Susanne Pfeffer hat vor drei Jahren in Berlin die ersten Künstler getroffen, die versuchten, auf diese Entwicklung zu reagieren und dabei feststellten, dass die Kunstproduktion, die den schöpferischen Akt als zentrales Ereignis voraussetzt, in gewisser Weise überholt ist. Doch bald merkte die Kuratorin, dass auch in anderen Ländern Künstlerinnen und Künstler an ähnlichen Fragestellungen arbeiten. So entschied sich Susanne Pfeffer, als sie im Frühjahr zur Direktorin der Kunsthalle Fridericianum in Kassel berufen wurde, ihre erste Ausstellung diesem Thema zu widmen. In nicht ganz fünf Monaten recherchierte sie 100 künstlerische Positionen, unternahm 47 Atelierbesuche und wählte dann 23 Künstler und Künstlergruppen aus.

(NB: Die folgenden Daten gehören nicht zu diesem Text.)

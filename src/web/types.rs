// src/web/types.rs
use rocket::serde::{Deserialize, Serialize};

use crate::types::{JobPosting, ScoredPosting};

#[derive(Serialize)]
#[serde(crate = "rocket::serde", rename_all = "lowercase")]
pub enum ResponseType {
    Text,
    Data,
    Error,
}

#[derive(Serialize)]
#[serde(crate = "rocket::serde")]
pub struct TextResponse {
    #[serde(rename = "type")]
    pub response_type: ResponseType,
    pub success: bool,
    pub message: String,
}

#[derive(Serialize)]
#[serde(crate = "rocket::serde")]
pub struct DataResponse<T> {
    #[serde(rename = "type")]
    pub response_type: ResponseType,
    pub success: bool,
    pub message: String,
    pub data: T,
}

#[derive(Serialize)]
#[serde(crate = "rocket::serde")]
pub struct StandardErrorResponse {
    #[serde(rename = "type")]
    pub response_type: ResponseType,
    pub success: bool,
    pub error: String,
    pub error_code: String,
    pub suggestions: Vec<String>,
}

impl TextResponse {
    pub fn success(message: String) -> Self {
        Self {
            response_type: ResponseType::Text,
            success: true,
            message,
        }
    }
}

impl<T> DataResponse<T> {
    pub fn success(message: String, data: T) -> Self {
        Self {
            response_type: ResponseType::Data,
            success: true,
            message,
            data,
        }
    }
}

impl StandardErrorResponse {
    pub fn new(error: String, error_code: String, suggestions: Vec<String>) -> Self {
        Self {
            response_type: ResponseType::Error,
            success: false,
            error,
            error_code,
            suggestions,
        }
    }
}

// ===== Request payloads =====

#[derive(Deserialize)]
#[serde(crate = "rocket::serde")]
pub struct RecommendationsRequest {
    pub username: String,
    #[serde(default)]
    pub skills: Vec<String>,
}

#[derive(Deserialize)]
#[serde(crate = "rocket::serde")]
pub struct PackageRequest {
    pub username: String,
    pub company: String,
    pub position: String,
}

// ===== Response data bodies =====

/// Search results plus relaxation hints; the hints are only populated when
/// nothing matched, so the frontend can offer a useful empty state.
#[derive(Serialize)]
#[serde(crate = "rocket::serde")]
pub struct SearchData {
    pub postings: Vec<JobPosting>,
    pub total: usize,
    pub suggestions: Vec<String>,
}

#[derive(Serialize)]
#[serde(crate = "rocket::serde")]
pub struct RecommendationsData {
    pub recommendations: Vec<ScoredPosting>,
    pub total: usize,
}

Die Ausstellung hat etwas Prozesshaftes. Die Offenheit der Räume trägt dazu bei, dass sich Querlinien durch die Ausstellung ziehen und Dialogsituationen ergeben. Der erste und wichtigste Befund aber ist, dass sich in dieser neuen medialen Welt sehr sinnliche Bilder, Objekte und Installationen ergeben. Es sind hochkomplexe Arbeiten. Die Künstlerinnen und Künstler, die sich wahl- und hemmungslos der Bilder, Fetische und Objekte bedienen, die die digitale Ebene und die Welt des Konsums bereit halten, arbeiten zwar mit anonymen Materialien, bleiben jedoch in der Rolle der Gestalter und Schöpfer. So entsubjektiviert die Fundstücke und deren Verarbeitung sein mögen, so unumstößlich bleibt die kreative Kraft der Künstler. Die Subjektivität mag hundertmal beiseitegeschoben sein, am Ende ist sie wieder da.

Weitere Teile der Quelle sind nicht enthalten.